* _Task instructions_: Exactly the lines starting at the line containing "let mut categories" and ending at the line containing "let category = load_category(&path, &name)?;" are to be written out from the listing below, both included.

* _Excerpted records_:
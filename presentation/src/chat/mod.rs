//! Interactive chat module
//!
//! Provides a line-editor based interactive chat interface for the council.

mod repl;

pub use repl::{ChatRepl, ReplCommand};
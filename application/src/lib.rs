//! Application layer for llm-council
//!
//! This crate contains use cases, port definitions, and application configuration.
//! It depends only on the domain layer.

pub mod config;
pub mod ports;
pub mod use_cases;

#[cfg(test)]
pub(crate) mod test_support;

// Re-export commonly used types
pub use config::ExecutionParams;
pub use ports::{
    conversation_logger::{ConversationEvent, ConversationLogger, NoConversationLogger},
    health_probe::{HealthProbe, NodeHealth, NodeStatus},
    inference_gateway::{GatewayError, InferenceGateway},
    progress::{NoProgress, ProgressNotifier},
};
pub use use_cases::check_health::{CheckHealthUseCase, HealthReport};
pub use use_cases::inference_client::InferenceClient;
pub use use_cases::run_council::RunCouncilUseCase;
//! Command-line interface definitions

pub mod commands;
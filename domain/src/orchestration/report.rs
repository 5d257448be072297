//! Session result assembly - the wire envelope returned to callers.
//!
//! ```json
//! {
//!   "opinions": { "<member>": { "response": "...", "latency": 1.23 } },
//!   "reviews":  { "<reviewer>": { "response": "...", "score": 7,
//!                                 "latency": 2.5, "reviewing": "<member>" } },
//!   "final":    { "response": "...", "latency": 4.2 },
//!   "total_time": "12.34s"
//! }
//! ```
//!
//! Mappings are emitted in roster order. Degraded and clean sessions share
//! the same envelope: failures show up as marker text and `"N/A"` scores.

use crate::orchestration::value_objects::{InferenceResult, SessionResult};
use crate::review::parsing::Score;
use serde::ser::SerializeMap;
use serde::{Serialize, Serializer};

/// Name-keyed entries that serialize as a JSON object in insertion order
#[derive(Debug, Clone, PartialEq)]
pub struct OrderedEntries<T>(pub Vec<(String, T)>);

impl<T> OrderedEntries<T> {
    pub fn get(&self, key: &str) -> Option<&T> {
        self.0.iter().find(|(k, _)| k == key).map(|(_, v)| v)
    }

    pub fn keys(&self) -> impl Iterator<Item = &str> {
        self.0.iter().map(|(k, _)| k.as_str())
    }

    pub fn len(&self) -> usize {
        self.0.len()
    }

    pub fn is_empty(&self) -> bool {
        self.0.is_empty()
    }
}

impl<T: Serialize> Serialize for OrderedEntries<T> {
    fn serialize<S>(&self, serializer: S) -> Result<S::Ok, S::Error>
    where
        S: Serializer,
    {
        let mut map = serializer.serialize_map(Some(self.0.len()))?;
        for (key, value) in &self.0 {
            map.serialize_entry(key, value)?;
        }
        map.end()
    }
}

/// One opinion or the final synthesis as seen by the caller
#[derive(Debug, Clone, PartialEq, Serialize)]
pub struct ResponseReport {
    pub response: String,
    pub latency: f64,
}

impl From<&InferenceResult> for ResponseReport {
    fn from(result: &InferenceResult) -> Self {
        Self {
            response: result.response_text(),
            latency: result.latency_secs(),
        }
    }
}

#[derive(Debug, Clone, PartialEq, Serialize)]
pub struct ReviewReport {
    pub response: String,
    pub score: Score,
    pub latency: f64,
    /// Member whose opinion this review critiques
    pub reviewing: String,
}

/// Caller-facing envelope for one session
#[derive(Debug, Clone, PartialEq, Serialize)]
pub struct SessionReport {
    pub opinions: OrderedEntries<ResponseReport>,
    pub reviews: OrderedEntries<ReviewReport>,
    #[serde(rename = "final")]
    pub final_answer: ResponseReport,
    /// Seconds with two decimals and an `s` suffix, e.g. `"12.34s"`
    pub total_time: String,
}

impl SessionReport {
    /// Shape a session result into the caller-facing envelope
    pub fn assemble(result: &SessionResult) -> Self {
        let opinions = result
            .opinions
            .iter()
            .map(|o| (o.member.clone(), ResponseReport::from(&o.result)))
            .collect();

        let reviews = result
            .reviews
            .iter()
            .map(|r| {
                (
                    r.reviewer().to_string(),
                    ReviewReport {
                        response: r.critique.response_text(),
                        score: r.score,
                        latency: r.critique.latency_secs(),
                        reviewing: r.reviewee().to_string(),
                    },
                )
            })
            .collect();

        Self {
            opinions: OrderedEntries(opinions),
            reviews: OrderedEntries(reviews),
            final_answer: ResponseReport::from(&result.synthesis),
            total_time: format!("{:.2}s", result.total_duration.as_secs_f64()),
        }
    }
}

impl From<&SessionResult> for SessionReport {
    fn from(result: &SessionResult) -> Self {
        Self::assemble(result)
    }
}
//! Prompt catalog: one JSON file per category under the benchmarks directory

use std::collections::HashSet;
use std::fmt;
use std::path::{Path, PathBuf};
use std::str::FromStr;

use ollabench_common::LoadError;
use serde::Deserialize;
use serde_json::Value;

#[derive(Debug, Clone, PartialEq, Eq)]
pub enum CategorySelection {
    All,
    Only(String),
}

impl FromStr for CategorySelection {
    type Err = std::convert::Infallible;

    fn from_str(s: &str) -> Result<Self, Self::Err> {
        Ok(if s.eq_ignore_ascii_case("all") { Self::All } else { Self::Only(s.to_string()) })
    }
}

impl fmt::Display for CategorySelection {
    fn fmt(&self, f: &mut fmt::Formatter<'_>) -> fmt::Result {
        match self {
            Self::All => f.write_str("all"),
            Self::Only(name) => f.write_str(name),
        }
    }
}

#[derive(Debug, Clone, PartialEq, Eq)]
pub struct PromptItem {
    pub id: String,
    pub category: String,
    pub text: String,
}

#[derive(Debug, Clone, PartialEq, Eq)]
pub struct PromptCategory {
    pub name: String,
    pub prompts: Vec<PromptItem>,
}

#[derive(Debug, Clone, Default)]
pub struct PromptCatalog {
    categories: Vec<PromptCategory>,
}

#[derive(Deserialize)]
#[serde(untagged)]
enum RawEntry {
    Bare(String),
    Full {
        id: Option<RawId>,
        #[serde(alias = "text")]
        prompt: String,
    },
}

#[derive(Deserialize)]
#[serde(untagged)]
enum RawId {
    Text(String),
    Number(u64),
}

impl PromptCatalog {
    /// Load the selected categories from `dir`.
    ///
    /// `All` loads every `*.json` file in the directory, ordered by file name.
    pub fn load(dir: &Path, selection: &CategorySelection) -> Result<Self, LoadError> {
        if !dir.is_dir() {
            return Err(LoadError::MissingDir(dir.to_path_buf()));
        }
        let names = match selection {
            CategorySelection::All => discover(dir)?,
            CategorySelection::Only(name) => vec![name.clone()],
        };
        if names.is_empty() {
            return Err(LoadError::Empty(dir.to_path_buf()));
        }

        let mut categories = Vec::with_capacity(names.len());
        for name in names {
            let path = category_path(dir, &name);
            if name.is_empty() || name.contains(['/', '\\']) || !path.is_file() {
                return Err(LoadError::UnknownCategory { category: name, path });
            }
            let category = load_category(&path, &name)?;
            tracing::info!(target: "catalog", "loaded {} prompts from {}", category.prompts.len(), path.display());
            if category.prompts.is_empty() {
                tracing::warn!(target: "catalog", "category `{}` has no prompts", name);
            }
            categories.push(category);
        }
        Ok(Self { categories })
    }

    /// Categories in run order.
    pub fn categories(&self) -> &[PromptCategory] { &self.categories }

    pub fn get(&self, name: &str) -> Option<&PromptCategory> {
        self.categories.iter().find(|c| c.name == name)
    }

    pub fn prompt_count(&self) -> usize { self.categories.iter().map(|c| c.prompts.len()).sum() }
}

fn discover(dir: &Path) -> Result<Vec<String>, LoadError> {
    let read_dir = std::fs::read_dir(dir).map_err(|source| LoadError::Io { path: dir.to_path_buf(), source })?;
    let mut names: Vec<String> = read_dir
        .flatten()
        .map(|entry| entry.path())
        .filter(|p| p.is_file() && p.extension().is_some_and(|e| e == "json"))
        .filter_map(|p| p.file_stem().and_then(|s| s.to_str()).map(String::from))
        .collect();
    names.sort();
    Ok(names)
}

fn load_category(path: &Path, name: &str) -> Result<PromptCategory, LoadError> {
    let text = std::fs::read_to_string(path).map_err(|source| LoadError::Io { path: path.to_path_buf(), source })?;
    let malformed = |message: String| LoadError::Malformed { path: path.to_path_buf(), message };

    // Either a bare array, or an object holding the array under the category name.
    // Other keys in the object are ignored.
    let list = match serde_json::from_str::<Value>(&text).map_err(|e| malformed(e.to_string()))? {
        list @ Value::Array(_) => list,
        Value::Object(mut map) => map
            .remove(name)
            .ok_or_else(|| malformed(format!("expected a top-level `{name}` array")))?,
        _ => return Err(malformed("expected an array or an object".into())),
    };
    let entries: Vec<RawEntry> = serde_json::from_value(list).map_err(|e| malformed(e.to_string()))?;

    let mut seen = HashSet::new();
    let mut prompts = Vec::with_capacity(entries.len());
    for (idx, entry) in entries.into_iter().enumerate() {
        let (id, text) = match entry {
            RawEntry::Bare(text) => (None, text),
            RawEntry::Full { id, prompt } => (id, prompt),
        };
        let id = match id {
            Some(RawId::Text(s)) => s,
            Some(RawId::Number(n)) => n.to_string(),
            None => format!("{name}-{}", idx + 1),
        };
        if !seen.insert(id.clone()) {
            return Err(LoadError::DuplicateId { path: path.to_path_buf(), id });
        }
        prompts.push(PromptItem { id, category: name.to_string(), text });
    }
    Ok(PromptCategory { name: name.to_string(), prompts })
}

/// Path of the file a category is read from.
pub fn category_path(dir: &Path, name: &str) -> PathBuf { dir.join(format!("{name}.json")) }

* _Answer area_:
        let mut categories = Vec::with_capacity(names.len());
        for name in names {
            let path = category_path(dir, &name);
            if name.is_empty() || name.contains(['/', '\\']) || !path.is_file() {
                return Err(LoadError::UnknownCategory { category: name, path });
            }
            let category = load_category(&path, &name)?;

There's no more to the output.